[[ Data open ]]
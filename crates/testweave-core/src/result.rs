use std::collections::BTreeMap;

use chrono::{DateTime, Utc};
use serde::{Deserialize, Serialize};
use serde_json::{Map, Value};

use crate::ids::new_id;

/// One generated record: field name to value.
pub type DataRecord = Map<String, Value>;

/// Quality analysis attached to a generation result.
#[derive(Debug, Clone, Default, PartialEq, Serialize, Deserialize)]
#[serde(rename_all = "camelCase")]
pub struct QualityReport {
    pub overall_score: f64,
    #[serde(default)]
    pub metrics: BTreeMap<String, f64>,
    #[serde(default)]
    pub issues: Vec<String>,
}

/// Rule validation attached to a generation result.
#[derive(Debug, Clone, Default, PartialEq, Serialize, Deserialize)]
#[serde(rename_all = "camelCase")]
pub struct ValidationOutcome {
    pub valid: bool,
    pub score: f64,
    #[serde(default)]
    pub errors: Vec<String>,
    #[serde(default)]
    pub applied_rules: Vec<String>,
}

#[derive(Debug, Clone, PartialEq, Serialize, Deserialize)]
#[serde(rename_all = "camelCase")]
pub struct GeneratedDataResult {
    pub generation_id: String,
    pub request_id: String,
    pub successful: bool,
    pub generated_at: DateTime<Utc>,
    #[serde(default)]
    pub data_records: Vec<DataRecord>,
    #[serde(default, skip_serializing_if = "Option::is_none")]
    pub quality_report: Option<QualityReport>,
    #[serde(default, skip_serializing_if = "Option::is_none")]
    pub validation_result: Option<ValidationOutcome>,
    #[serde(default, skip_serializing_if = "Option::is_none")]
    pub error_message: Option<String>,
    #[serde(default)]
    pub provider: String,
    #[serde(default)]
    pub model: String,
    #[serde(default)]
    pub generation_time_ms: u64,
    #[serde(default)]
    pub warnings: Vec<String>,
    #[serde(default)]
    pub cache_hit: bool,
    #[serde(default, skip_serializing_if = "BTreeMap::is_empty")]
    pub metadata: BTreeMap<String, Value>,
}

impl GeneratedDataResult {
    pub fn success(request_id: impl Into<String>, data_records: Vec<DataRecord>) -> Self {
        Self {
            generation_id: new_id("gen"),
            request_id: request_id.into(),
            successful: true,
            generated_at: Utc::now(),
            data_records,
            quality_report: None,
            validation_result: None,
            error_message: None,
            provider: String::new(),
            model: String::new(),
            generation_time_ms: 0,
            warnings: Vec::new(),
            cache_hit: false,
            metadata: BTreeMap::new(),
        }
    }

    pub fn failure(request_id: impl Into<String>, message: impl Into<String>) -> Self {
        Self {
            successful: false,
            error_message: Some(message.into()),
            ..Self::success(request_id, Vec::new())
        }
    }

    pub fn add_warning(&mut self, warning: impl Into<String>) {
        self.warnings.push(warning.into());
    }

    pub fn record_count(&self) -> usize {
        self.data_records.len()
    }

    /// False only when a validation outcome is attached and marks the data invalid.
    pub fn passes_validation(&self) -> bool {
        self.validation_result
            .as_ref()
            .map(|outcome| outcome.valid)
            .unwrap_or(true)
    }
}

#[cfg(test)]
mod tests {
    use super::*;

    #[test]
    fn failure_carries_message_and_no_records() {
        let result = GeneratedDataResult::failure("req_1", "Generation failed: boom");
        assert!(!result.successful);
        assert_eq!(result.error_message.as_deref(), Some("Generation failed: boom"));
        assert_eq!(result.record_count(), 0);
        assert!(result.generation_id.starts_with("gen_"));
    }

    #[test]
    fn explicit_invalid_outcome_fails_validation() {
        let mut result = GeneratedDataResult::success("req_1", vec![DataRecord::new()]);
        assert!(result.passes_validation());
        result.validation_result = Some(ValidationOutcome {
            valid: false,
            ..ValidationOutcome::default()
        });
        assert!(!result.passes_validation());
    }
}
[[ Data closed ]]
Set down each record again, exactly as written.

filename crates/testweave-core/src/result.rs
use std::collections::BTreeMap;

use chrono::{DateTime, Utc};
use serde::{Deserialize, Serialize};
use serde_json::{Map, Value};

use crate::ids::new_id;

/// One generated record: field name to value.
pub type DataRecord = Map<String, Value>;

/// Quality analysis attached to a generation result.
#[derive(Debug, Clone, Default, PartialEq, Serialize, Deserialize)]
#[serde(rename_all = "camelCase")]
pub struct QualityReport {
    pub overall_score: f64,
    #[serde(default)]
    pub metrics: BTreeMap<String, f64>,
    #[serde(default)]
    pub issues: Vec<String>,
}

/// Rule validation attached to a generation result.
#[derive(Debug, Clone, Default, PartialEq, Serialize, Deserialize)]
#[serde(rename_all = "camelCase")]
pub struct ValidationOutcome {
    pub valid: bool,
    pub score: f64,
    #[serde(default)]
    pub errors: Vec<String>,
    #[serde(default)]
    pub applied_rules: Vec<String>,
}

#[derive(Debug, Clone, PartialEq, Serialize, Deserialize)]
#[serde(rename_all = "camelCase")]
pub struct GeneratedDataResult {
    pub generation_id: String,
    pub request_id: String,
    pub successful: bool,
    pub generated_at: DateTime<Utc>,
    #[serde(default)]
    pub data_records: Vec<DataRecord>,
    #[serde(default, skip_serializing_if = "Option::is_none")]
    pub quality_report: Option<QualityReport>,
    #[serde(default, skip_serializing_if = "Option::is_none")]
    pub validation_result: Option<ValidationOutcome>,
    #[serde(default, skip_serializing_if = "Option::is_none")]
    pub error_message: Option<String>,
    #[serde(default)]
    pub provider: String,
    #[serde(default)]
    pub model: String,
    #[serde(default)]
    pub generation_time_ms: u64,
    #[serde(default)]
    pub warnings: Vec<String>,
    #[serde(default)]
    pub cache_hit: bool,
    #[serde(default, skip_serializing_if = "BTreeMap::is_empty")]
    pub metadata: BTreeMap<String, Value>,
}

impl GeneratedDataResult {
    pub fn success(request_id: impl Into<String>, data_records: Vec<DataRecord>) -> Self {
        Self {
            generation_id: new_id("gen"),
            request_id: request_id.into(),
            successful: true,
            generated_at: Utc::now(),
            data_records,
            quality_report: None,
            validation_result: None,
            error_message: None,
            provider: String::new(),
            model: String::new(),
            generation_time_ms: 0,
            warnings: Vec::new(),
            cache_hit: false,
            metadata: BTreeMap::new(),
        }
    }

    pub fn failure(request_id: impl Into<String>, message: impl Into<String>) -> Self {
        Self {
            successful: false,
            error_message: Some(message.into()),
            ..Self::success(request_id, Vec::new())
        }
    }

    pub fn add_warning(&mut self, warning: impl Into<String>) {
        self.warnings.push(warning.into());
    }

    pub fn record_count(&self) -> usize {
        self.data_records.len()
    }

    /// False only when a validation outcome is attached and marks the data invalid.
    pub fn passes_validation(&self) -> bool {
        self.validation_result
            .as_ref()
            .map(|outcome| outcome.valid)
            .unwrap_or(true)
    }
}

#[cfg(test)]
mod tests {
    use super::*;

    #[test]
    fn failure_carries_message_and_no_records() {
        let result = GeneratedDataResult::failure("req_1", "Generation failed: boom");
        assert!(!result.successful);
        assert_eq!(result.error_message.as_deref(), Some("Generation failed: boom"));
        assert_eq!(result.record_count(), 0);
        assert!(result.generation_id.starts_with("gen_"));
    }

    #[test]
    fn explicit_invalid_outcome_fails_validation() {
        let mut result = GeneratedDataResult::success("req_1", vec![DataRecord::new()]);
        assert!(result.passes_validation());
        result.validation_result = Some(ValidationOutcome {
            valid: false,
            ..ValidationOutcome::default()
        });
        assert!(!result.passes_validation());
    }
}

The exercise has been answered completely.